Foi então que no mesmo palco da primeira vitória de Vettel, em 2008, então com uma Toro Rosso, que começou como Minardi e hoje é AlphaTauri, que Gasly venceu pela primeira vez. De toda forma, o hino italiano foi tocado. 

“Eu não tenho palavras”, disse o piloto francês na entrevista após a corrida, a qual ainda chegou a ser pressionado por Sainz, futuro piloto da Ferrari, que também buscava sua primeira vitória. “O destino faz muito por mim. A AlphaTauri me deu a chance de entrar na F1 então sou muito grato a eles e também à Honda.”

O calvário da Ferrari é tanto, um aparente caso perdido para a atual temporada, que Kimi Räikkönen e Antonio Giovinazzi chegaram a ocupar a segunda e a terceira posição. Os dois não sustentaram a posição, dentro dos padrões para uma equipe ainda sem resultados expressivos, e terminaram respectivamente em 13º e em 16º — assim como Hamilton, Giovinazzi, italiano, foi outro que foi punido por entrar nos boxes em momento errado.

Pierre Gasly, GP da Itália 2020, primeira vitória
Gasly conquistou sua primeira vitória no mesmo palco em que Vettel, de Toro Rosso, debutou no lugar mais alto do pódio (Foto: Reprodução/Twitter/@AlphaTauriF1)

A Ferrari foi punida (sem ser) por irregularidades no motor na temporada passada e que, claro, seria replicado nesta.
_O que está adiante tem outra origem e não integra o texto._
//! Exponential backoff for calls to the extraction service and the index.

use std::future::Future;
use std::time::Duration;

/// Backoff schedule: `initial_delay` doubling on every failure, capped at `max_delay`.
#[derive(Debug, Clone, Copy, PartialEq, Eq)]
pub struct RetryPolicy {
    /// Total number of attempts, including the first one.
    pub max_attempts: u32,
    /// Delay before the second attempt.
    pub initial_delay: Duration,
    /// Upper bound for any single delay.
    pub max_delay: Duration,
}

impl Default for RetryPolicy {
    fn default() -> Self {
        Self {
            max_attempts: 5,
            initial_delay: Duration::from_secs(1),
            max_delay: Duration::from_secs(8),
        }
    }
}

impl RetryPolicy {
    /// Policy that performs a single attempt.
    pub const fn none() -> Self {
        Self {
            max_attempts: 1,
            initial_delay: Duration::ZERO,
            max_delay: Duration::ZERO,
        }
    }

    /// Delay applied after the given failed attempt (1-based).
    pub fn delay_for(&self, attempt: u32) -> Duration {
        let factor = 2u32.saturating_pow(attempt.saturating_sub(1));
        self.initial_delay.saturating_mul(factor).min(self.max_delay)
    }

    /// Run `operation` until it succeeds, fails permanently, or attempts run out.
    ///
    /// `is_transient` decides whether an error is worth another attempt.
    pub async fn run<T, E, F, Fut, P>(
        &self,
        label: &str,
        mut operation: F,
        is_transient: P,
    ) -> Result<T, E>
    where
        F: FnMut() -> Fut,
        Fut: Future<Output = Result<T, E>>,
        P: Fn(&E) -> bool,
        E: std::fmt::Display,
    {
        let attempts = self.max_attempts.max(1);
        let mut attempt = 1;
        loop {
            match operation().await {
                Ok(value) => return Ok(value),
                Err(err) if attempt < attempts && is_transient(&err) => {
                    let delay = self.delay_for(attempt);
                    tracing::debug!(
                        operation = label,
                        attempt,
                        delay_ms = delay.as_millis() as u64,
                        error = %err,
                        "Retrying after transient failure"
                    );
                    tokio::time::sleep(delay).await;
                    attempt += 1;
                }
                Err(err) => return Err(err),
            }
        }
    }
}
Em um ‘acordo secreto’ com a FIA (Federação Internacional de Automobilismo), nada foi bem esclarecido. Fato é que Vettel e Leclerc têm carros praticamente impossíveis de guiar em alto nível. A adequação às regras atrasou a escuderia em dois anos, já que para 2021, último ano do atual regulamento técnico, o carro não deva ter grandes investimentos.

O único alento da Ferrari neste momento pode ser a ausência de tifosi nas arquibancadas. A vergonha certamente seria ainda maior diante de seus apaixonados torcedores. Ah… Também não será em Mugello que Hamilton, hoje com 89 vitórias, irá igualar o recorde de 91 triunfos de Michael Schumacher.